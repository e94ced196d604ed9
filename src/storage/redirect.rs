//! Redirect local state directories into the mounted bucket.
//!
//! Each managed directory becomes a symlink to a subdirectory of the mount.
//! Local content found on the first run is migrated through a staging
//! directory and verified before anything local is removed.

use crate::error::{BootstrapError, Result};
use crate::infra::probe::HostProbe;
use filetime::FileTime;
use std::fs;
use std::os::unix::fs::MetadataExt;
use std::path::{Path, PathBuf};
use tracing::{debug, error, info, warn};
use walkdir::WalkDir;

/// A local directory and the mount subdirectory it should point to.
#[derive(Debug, Clone, PartialEq, Eq)]
pub struct Redirect {
    pub local: PathBuf,
    pub target: PathBuf,
}

/// Result of redirecting one directory.
#[derive(Debug, Clone, PartialEq, Eq)]
pub enum RedirectOutcome {
    /// The local path was already a symlink.
    AlreadyLinked,
    /// The symlink was created, after migrating local content if there was any.
    Linked { migrated: Option<TreeStats> },
    /// Redirection was not attempted because the bucket is not mounted.
    Skipped,
    /// Redirection failed; the local directory (if any) is intact unless
    /// `reason` says otherwise.
    Failed { reason: String },
}

/// Entry counts and payload size of a directory tree, excluding the root.
#[derive(Debug, Clone, Copy, Default, PartialEq, Eq)]
pub struct TreeStats {
    pub files: u64,
    pub dirs: u64,
    pub symlinks: u64,
    pub bytes: u64,
}

/// Point `redirect.local` at `redirect.target`, migrating local content once.
pub fn redirect_into_mount(redirect: &Redirect, probe: &dyn HostProbe) -> RedirectOutcome {
    let Redirect { local, target } = redirect;

    if let Err(e) = fs::create_dir_all(target) {
        return failed(local, BootstrapError::io(target, e).to_string());
    }

    if probe.is_symlink(local) {
        info!("{} already redirected", local.display());
        return RedirectOutcome::AlreadyLinked;
    }

    let mut migrated = None;
    if probe.path_exists(local) {
        if !local.is_dir() {
            return failed(local, "exists but is not a directory".to_string());
        }

        if dir_has_entries(local) {
            match migrate_tree(local, target) {
                Ok(stats) => {
                    info!(
                        files = stats.files,
                        bytes = stats.bytes,
                        "Migrated {} into {}",
                        local.display(),
                        target.display()
                    );
                    migrated = Some(stats);
                }
                Err(e) => {
                    error!("Migration of {} aborted: {e}", local.display());
                    return failed(local, e.to_string());
                }
            }
        }

        if let Err(e) = fs::remove_dir_all(local) {
            return failed(
                local,
                format!("content copied but local directory could not be removed: {e}"),
            );
        }
    }

    if let Some(parent) = local.parent() {
        if let Err(e) = fs::create_dir_all(parent) {
            return failed(local, BootstrapError::io(parent, e).to_string());
        }
    }

    if let Err(e) = std::os::unix::fs::symlink(target, local) {
        return failed(local, format!("symlink to {} failed: {e}", target.display()));
    }

    info!("Redirected {} -> {}", local.display(), target.display());
    RedirectOutcome::Linked { migrated }
}

fn failed(local: &Path, reason: String) -> RedirectOutcome {
    warn!("Cannot redirect {} into bucket: {reason}", local.display());
    RedirectOutcome::Failed { reason }
}

fn dir_has_entries(dir: &Path) -> bool {
    fs::read_dir(dir)
        .map(|mut entries| entries.next().is_some())
        .unwrap_or(false)
}

/// Copy `src` into a staging directory next to `dst`, verify the copy, then
/// merge it into `dst`. Files already in `dst` are overwritten by the local
/// copy; directories are merged.
fn migrate_tree(src: &Path, dst: &Path) -> Result<TreeStats> {
    let staging_parent = dst.parent().unwrap_or(dst);
    let staging = tempfile::Builder::new()
        .prefix(".mylobster-migrate-")
        .tempdir_in(staging_parent)
        .map_err(|e| BootstrapError::io(staging_parent, e))?;

    copy_tree(src, staging.path())?;

    let expected = tree_stats(src)?;
    let copied = tree_stats(staging.path())?;
    if expected != copied {
        return Err(BootstrapError::Migration {
            path: src.to_path_buf(),
            reason: format!("expected {expected:?}, staged copy has {copied:?}"),
        });
    }

    merge_move(staging.path(), dst)?;
    Ok(copied)
}

/// Recursively copy `src` into the existing directory `dst` the way
/// `cp -a` does: symlinks are recreated as symlinks, and ownership, mode
/// and timestamps are carried over.
pub fn copy_tree(src: &Path, dst: &Path) -> Result<()> {
    let mut dirs = Vec::new();

    for entry in WalkDir::new(src).min_depth(1).follow_links(false) {
        let entry = entry.map_err(|e| {
            let path = e.path().unwrap_or(src).to_path_buf();
            BootstrapError::io(&path, e.into())
        })?;
        let rel = entry.path().strip_prefix(src).unwrap_or(entry.path());
        let to = dst.join(rel);
        let meta = entry
            .metadata()
            .map_err(|e| BootstrapError::io(entry.path(), e.into()))?;

        if meta.is_dir() {
            fs::create_dir_all(&to).map_err(|e| BootstrapError::io(&to, e))?;
            dirs.push((meta, to));
        } else if meta.file_type().is_symlink() {
            let link =
                fs::read_link(entry.path()).map_err(|e| BootstrapError::io(entry.path(), e))?;
            std::os::unix::fs::symlink(&link, &to).map_err(|e| BootstrapError::io(&to, e))?;
            copy_attributes(&meta, &to)?;
        } else {
            fs::copy(entry.path(), &to).map_err(|e| BootstrapError::io(&to, e))?;
            copy_attributes(&meta, &to)?;
        }
    }

    // Directories go last, deepest first: filling a directory bumps its
    // mtime, and a read-only mode would block the copy.
    for (meta, to) in dirs.into_iter().rev() {
        copy_attributes(&meta, &to)?;
    }
    Ok(())
}

/// Apply owner, mode and timestamps from `meta` to `to` without following
/// a symlink at `to`.
fn copy_attributes(meta: &fs::Metadata, to: &Path) -> Result<()> {
    let is_symlink = meta.file_type().is_symlink();

    // chown needs privileges unless the owner is already ours.
    if let Err(e) = std::os::unix::fs::lchown(to, Some(meta.uid()), Some(meta.gid())) {
        debug!("Keeping current owner of {}: {e}", to.display());
    }

    // Symlink modes are not settable on Linux, and chown can clear setuid bits.
    if !is_symlink {
        fs::set_permissions(to, meta.permissions()).map_err(|e| BootstrapError::io(to, e))?;
    }

    let atime = FileTime::from_last_access_time(meta);
    let mtime = FileTime::from_last_modification_time(meta);
    filetime::set_symlink_file_times(to, atime, mtime).map_err(|e| BootstrapError::io(to, e))
}

/// Count entries and regular-file bytes under `root`.
pub fn tree_stats(root: &Path) -> Result<TreeStats> {
    let mut stats = TreeStats::default();
    for entry in WalkDir::new(root).min_depth(1).follow_links(false) {
        let entry = entry.map_err(|e| {
            let path = e.path().unwrap_or(root).to_path_buf();
            BootstrapError::io(&path, e.into())
        })?;
        let file_type = entry.file_type();
        if file_type.is_dir() {
            stats.dirs += 1;
        } else if file_type.is_symlink() {
            stats.symlinks += 1;
        } else {
            stats.files += 1;
            stats.bytes += entry
                .metadata()
                .map_err(|e| BootstrapError::io(entry.path(), e.into()))?
                .len();
        }
    }
    Ok(stats)
}

/// Move every entry of `src` into `dst`, descending into directories that
/// exist on both sides.
fn merge_move(src: &Path, dst: &Path) -> Result<()> {
    let entries = fs::read_dir(src).map_err(|e| BootstrapError::io(src, e))?;
    for entry in entries {
        let entry = entry.map_err(|e| BootstrapError::io(src, e))?;
        let from = entry.path();
        let to = dst.join(entry.file_name());
        let from_is_dir = entry
            .file_type()
            .map_err(|e| BootstrapError::io(&from, e))?
            .is_dir();
        let to_meta = fs::symlink_metadata(&to).ok();

        match to_meta {
            Some(meta) if meta.is_dir() && from_is_dir => {
                merge_move(&from, &to)?;
                fs::remove_dir(&from).map_err(|e| BootstrapError::io(&from, e))?;
            }
            Some(meta) if meta.is_dir() => {
                fs::remove_dir_all(&to).map_err(|e| BootstrapError::io(&to, e))?;
                fs::rename(&from, &to).map_err(|e| BootstrapError::io(&to, e))?;
            }
            Some(_) if from_is_dir => {
                fs::remove_file(&to).map_err(|e| BootstrapError::io(&to, e))?;
                fs::rename(&from, &to).map_err(|e| BootstrapError::io(&to, e))?;
            }
            _ => {
                fs::rename(&from, &to).map_err(|e| BootstrapError::io(&to, e))?;
            }
        }
    }
    Ok(())
}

» **What the exercise asks**
Among the lines above, find those holding "false" and copy each one.

» **Output for this task**
        .unwrap_or(false)
    for entry in WalkDir::new(src).min_depth(1).follow_links(false) {
    for entry in WalkDir::new(root).min_depth(1).follow_links(false) {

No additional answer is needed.